SRI Capital, others top up seed round in video-tech startup VideoKen

By Binu Paul

  • 22 Oct 2018
Credit: Shah Junaid/VCCircle

New Jersey- and Bengaluru-based VideoKen Inc., which runs an eponymous artificial intelligence-powered video-tech platform, has raised $930,000 (Rs 6.83 crore at the current exchange rates) from SRI Capital and Touchstone Equities, a top company official told TechCircle.

Hyderabad Angels also participated in the round. Existing investor LG Chandrasekhar of Sutures India and a number of other angel investors including Flipkart and former Yahoo executives have also put in money, the person mentioned above said.

This is the second round of seed funding that the startup has raised.

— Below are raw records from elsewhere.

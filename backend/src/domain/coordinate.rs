//! Validated coordinates and the operating region.

use geodesy::{GeoPoint, haversine_meters, round_to};
use serde::{Deserialize, Serialize};

/// Decimal places kept when a coordinate becomes part of a cache or storage
/// key. Four places is roughly eleven metres at the equator.
pub const KEY_PRECISION_DECIMALS: u8 = 4;

/// A WGS84 coordinate with finite, in-range components.
///
/// # Examples
/// ```
/// use geo_analysis::domain::Coordinate;
///
/// let colombo = Coordinate::new(6.927_149, 79.861_243).expect("valid");
/// assert_eq!(colombo.key(), "6.9271,79.8612");
/// ```
#[derive(Debug, Clone, Copy, PartialEq, Serialize, Deserialize)]
#[serde(try_from = "RawCoordinate", into = "RawCoordinate")]
pub struct Coordinate {
    latitude: f64,
    longitude: f64,
}

/// Reasons a latitude/longitude pair is rejected.
#[derive(Debug, Clone, Copy, PartialEq, thiserror::Error)]
pub enum CoordinateValidationError {
    /// One of the components is NaN or infinite.
    #[error("coordinates must be finite numbers")]
    NonFinite,
    /// Latitude lies outside `[-90, 90]`.
    #[error("latitude {0} must be between -90 and 90")]
    LatitudeOutOfRange(f64),
    /// Longitude lies outside `[-180, 180]`.
    #[error("longitude {0} must be between -180 and 180")]
    LongitudeOutOfRange(f64),
}

impl Coordinate {
    /// Validate and build a coordinate.
    pub fn new(latitude: f64, longitude: f64) -> Result<Self, CoordinateValidationError> {
        if !latitude.is_finite() || !longitude.is_finite() {
            return Err(CoordinateValidationError::NonFinite);
        }
        if !(-90.0..=90.0).contains(&latitude) {
            return Err(CoordinateValidationError::LatitudeOutOfRange(latitude));
        }
        if !(-180.0..=180.0).contains(&longitude) {
            return Err(CoordinateValidationError::LongitudeOutOfRange(longitude));
        }
        Ok(Self {
            latitude,
            longitude,
        })
    }

    /// Build a coordinate from compile-time constants known to be in range.
    pub(crate) const fn from_static(latitude: f64, longitude: f64) -> Self {
        Self {
            latitude,
            longitude,
        }
    }

    /// Latitude in decimal degrees.
    pub fn latitude(&self) -> f64 {
        self.latitude
    }

    /// Longitude in decimal degrees.
    pub fn longitude(&self) -> f64 {
        self.longitude
    }

    /// The same position rounded to [`KEY_PRECISION_DECIMALS`].
    pub fn rounded(&self) -> Self {
        Self {
            latitude: round_to(self.latitude, KEY_PRECISION_DECIMALS),
            longitude: round_to(self.longitude, KEY_PRECISION_DECIMALS),
        }
    }

    /// Canonical `"lat,lon"` text at key precision.
    ///
    /// Two coordinates that round to the same value always share a key.
    pub fn key(&self) -> String {
        let rounded = self.rounded();
        // Normalise negative zero so "-0.0000" never appears in keys.
        let latitude = rounded.latitude + 0.0;
        let longitude = rounded.longitude + 0.0;
        format!("{latitude:.4},{longitude:.4}")
    }

    /// Great-circle distance to `other` in metres.
    pub fn distance_meters(&self, other: &Self) -> f64 {
        haversine_meters(self.to_point(), other.to_point())
    }

    /// Convert to the geometry crate's point type.
    pub fn to_point(&self) -> GeoPoint {
        GeoPoint::new(self.latitude, self.longitude)
    }
}

impl std::fmt::Display for Coordinate {
    fn fmt(&self, f: &mut std::fmt::Formatter<'_>) -> std::fmt::Result {
        write!(f, "{},{}", self.latitude, self.longitude)
    }
}

#[derive(Debug, Clone, Copy, Serialize, Deserialize)]
struct RawCoordinate {
    latitude: f64,
    longitude: f64,
}

impl From<Coordinate> for RawCoordinate {
    fn from(value: Coordinate) -> Self {
        Self {
            latitude: value.latitude,
            longitude: value.longitude,
        }
    }
}

impl TryFrom<RawCoordinate> for Coordinate {
    type Error = CoordinateValidationError;

    fn try_from(value: RawCoordinate) -> Result<Self, Self::Error> {
        Self::new(value.latitude, value.longitude)
    }
}

/// Rectangular region inside which analysis requests are accepted.
#[derive(Debug, Clone, Copy, PartialEq, Serialize, Deserialize)]
pub struct OperatingBounds {
    min_latitude: f64,
    max_latitude: f64,
    min_longitude: f64,
    max_longitude: f64,
}

/// Reasons a bounding box is rejected.
#[derive(Debug, Clone, Copy, PartialEq, thiserror::Error)]
pub enum BoundsValidationError {
    /// A corner is not a valid coordinate.
    #[error("invalid bounds corner: {0}")]
    InvalidCorner(#[from] CoordinateValidationError),
    /// Minimum exceeds maximum on at least one axis.
    #[error("bounds minimum must not exceed maximum")]
    Inverted,
}

impl OperatingBounds {
    /// Build bounds from inclusive minimum and maximum components.
    pub fn new(
        min_latitude: f64,
        max_latitude: f64,
        min_longitude: f64,
        max_longitude: f64,
    ) -> Result<Self, BoundsValidationError> {
        Coordinate::new(min_latitude, min_longitude)?;
        Coordinate::new(max_latitude, max_longitude)?;
        if min_latitude > max_latitude || min_longitude > max_longitude {
            return Err(BoundsValidationError::Inverted);
        }
        Ok(Self {
            min_latitude,
            max_latitude,
            min_longitude,
            max_longitude,
        })
    }

    /// Sri Lanka's land area with a small coastal margin.
    pub const fn sri_lanka() -> Self {
        Self {
            min_latitude: 5.5,
            max_latitude: 10.0,
            min_longitude: 79.0,
            max_longitude: 82.0,
        }
    }

    pub const fn min_latitude(&self) -> f64 {
        self.min_latitude
    }

    pub const fn max_latitude(&self) -> f64 {
        self.max_latitude
    }

    pub const fn min_longitude(&self) -> f64 {
        self.min_longitude
    }

    pub const fn max_longitude(&self) -> f64 {
        self.max_longitude
    }

    /// Whether `coordinate` lies inside the bounds (edges inclusive).
    pub fn contains(&self, coordinate: &Coordinate) -> bool {
        (self.min_latitude..=self.max_latitude).contains(&coordinate.latitude())
            && (self.min_longitude..=self.max_longitude).contains(&coordinate.longitude())
    }
}

impl Default for OperatingBounds {
    fn default() -> Self {
        Self::sri_lanka()
    }
}

impl std::fmt::Display for OperatingBounds {
    fn fmt(&self, f: &mut std::fmt::Formatter<'_>) -> std::fmt::Result {
        write!(
            f,
            "lat {}..{}, lon {}..{}",
            self.min_latitude, self.max_latitude, self.min_longitude, self.max_longitude
        )
    }
}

It will use the fresh capital to expand its operations in North America.

In its first round of seed funding, VideoKen had raised $1 million from a clutch of angel investors, including current and former Flipkart executives such as its chief technology officer Ravi Garikipati, former product head Surojit Chatterjee and former engineering head Ashish Agrawal. Sutures’ Chandrasekhar, SRI Capital’s US-based partner Sashi Reddi and some unnamed high-net-worth individuals from the US and Hong Kong had also put in money.

VideoKen

Founded in 2017 by Manish Gupta (chief executive officer), a former vice-president at Xerox, and Ashish Vikram (chief technology officer), Flipkart’s former vice president of engineering (ad platform and big data), VideoKen currently has two products—one aimed at the marketing and communication functions of enterprises and the other is tailored for the learning vertical.

The platform uses AI and machine learning to summarise videos into digital textbooks which include automated indexes and glossaries for videos.

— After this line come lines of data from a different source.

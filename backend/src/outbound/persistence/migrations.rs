//! Embedded schema migrations.

use diesel::{Connection, PgConnection};
use diesel_migrations::{EmbeddedMigrations, MigrationHarness, embed_migrations};
use tracing::info;

const MIGRATIONS: EmbeddedMigrations = embed_migrations!("migrations");

/// Errors raised while applying migrations.
#[derive(Debug, thiserror::Error)]
pub enum MigrationError {
    #[error("failed to connect for migrations: {message}")]
    Connect { message: String },
    #[error("failed to apply migrations: {message}")]
    Apply { message: String },
}

/// Apply pending migrations on a blocking thread.
///
/// # Errors
///
/// [`MigrationError`] when the database is unreachable or a migration fails.
pub async fn run_pending_migrations(database_url: &str) -> Result<usize, MigrationError> {
    let url = database_url.to_owned();
    tokio::task::spawn_blocking(move || {
        let mut conn = PgConnection::establish(&url).map_err(|err| MigrationError::Connect {
            message: err.to_string(),
        })?;
        let applied = conn
            .run_pending_migrations(MIGRATIONS)
            .map_err(|err| MigrationError::Apply {
                message: err.to_string(),
            })?;
        info!(applied = applied.len(), "database migrations applied");
        Ok(applied.len())
    })
    .await
    .map_err(|err| MigrationError::Apply {
        message: format!("migration task failed: {err}"),
    })?
}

As a video-based social learning solution, it helps educators and learners search, curate, personalise and share video clips. It offers educational videos that come with several features, such as finding sections that are of interest, clipping interesting parts of a video, inserting notes and sharing them with friends, among others. Users can then store their videos on a cloud platform offered by the company.

VideoKen aggregates all publicly-available educational videos on YouTube (including MIT Open Courseware, NPTEL, TED, Udacity, Khan Academy and many others) as well as videos that are owned privately.

"Enterprises are producing and consuming videos in a big way for a variety of stakeholders – customers, partners and employees. The consumability of these videos remains a huge challenge and the experience needs a complete transformation," Gupta said.

Its clientele includes Walmart Labs, Robert Bosch, TCS, ACM and ADBI, among others.

Headquartered in Princeton, New Jersey, VideoKen has a research and development lab in Bengaluru.

"Videos account for roughly 75% of internet traffic and their usage by enterprises continue to increase. We will soon see a paradigm shift in how videos are consumed and I'm glad to see VideoKen at the forefront of this change," Sashi Reddi, managing partner, at SRI Capital said.